Your objective
Gather every line below where "TypedPromise" appears.

--- Data supplied ---

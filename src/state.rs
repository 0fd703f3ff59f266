use std::fmt;
use std::sync::atomic::{AtomicU64, Ordering};

static NEXT_ID: AtomicU64 = AtomicU64::new(1);

/// Hands out promise ids. Only used in diagnostics.
pub(crate) fn next_id() -> u64 {
    NEXT_ID.fetch_add(1, Ordering::Relaxed)
}

#[derive(Debug, Clone, Copy, PartialEq, Eq, Hash)]
pub enum PromiseState {
    Pending,
    Failed,
    Succeeded,
}

impl PromiseState {
    pub fn is_settled(self) -> bool {
        self != PromiseState::Pending
    }
}

impl fmt::Display for PromiseState {
    fn fmt(&self, f: &mut fmt::Formatter<'_>) -> fmt::Result {
        f.write_str(match self {
            PromiseState::Pending => "pending",
            PromiseState::Failed => "failed",
            PromiseState::Succeeded => "succeeded",
        })
    }
}
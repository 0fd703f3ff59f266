//! Promises that settle synchronously and chain through callbacks.
//!
//! A producer creates a promise with an executor that receives resolve and
//! reject functions, and calls one of them whenever the work is done, now or
//! from some later callback. Consumers attach continuations with `then`,
//! `catch` and `finally`; each returns a new downstream promise driven by the
//! continuation's outcome.
//!
//! There is no scheduler. Settling a promise runs its continuations right
//! there, in attachment order, and attaching to a settled promise runs the
//! continuation before `then` returns. Continuations report failure by
//! returning `Err`, which rejects the downstream promise.
//!
//! ```
//! use promise_chain::{Promise, Reason, TypedPromise};
//! use std::{cell::RefCell, rc::Rc};
//!
//! let log = Rc::new(RefCell::new(Vec::new()));
//! let (a, b) = (log.clone(), log.clone());
//!
//! let start = Promise::pending();
//! start
//!     .then_typed(|| Ok(TypedPromise::succeeded(4)))
//!     .then(move |v| {
//!         a.borrow_mut().push(format!("got {v}"));
//!         Err(Reason::msg("stop"))
//!     })
//!     .catch(move |reason| {
//!         b.borrow_mut().push(format!("caught {reason}"));
//!         Ok(())
//!     });
//!
//! assert!(log.borrow().is_empty());
//! start.resolve();
//! assert_eq!(*log.borrow(), ["got 4", "caught stop"]);
//! ```
//!
//! Promises are `Rc` handles and stay on the thread that created them.

#[macro_use]
mod diag;

mod error;
mod handler;
mod machine;
mod promise;
mod state;
mod typed;
mod waiter;

pub use error::{Error, Reason};
pub use promise::{Promise, RejectFn, ResolveFn};
pub use state::PromiseState;
pub use typed::{ResolveValueFn, TypedPromise};
pub use waiter::Waiter;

---

Written response
//! use promise_chain::{Promise, Reason, TypedPromise};
//!     .then_typed(|| Ok(TypedPromise::succeeded(4)))
pub use typed::{ResolveValueFn, TypedPromise};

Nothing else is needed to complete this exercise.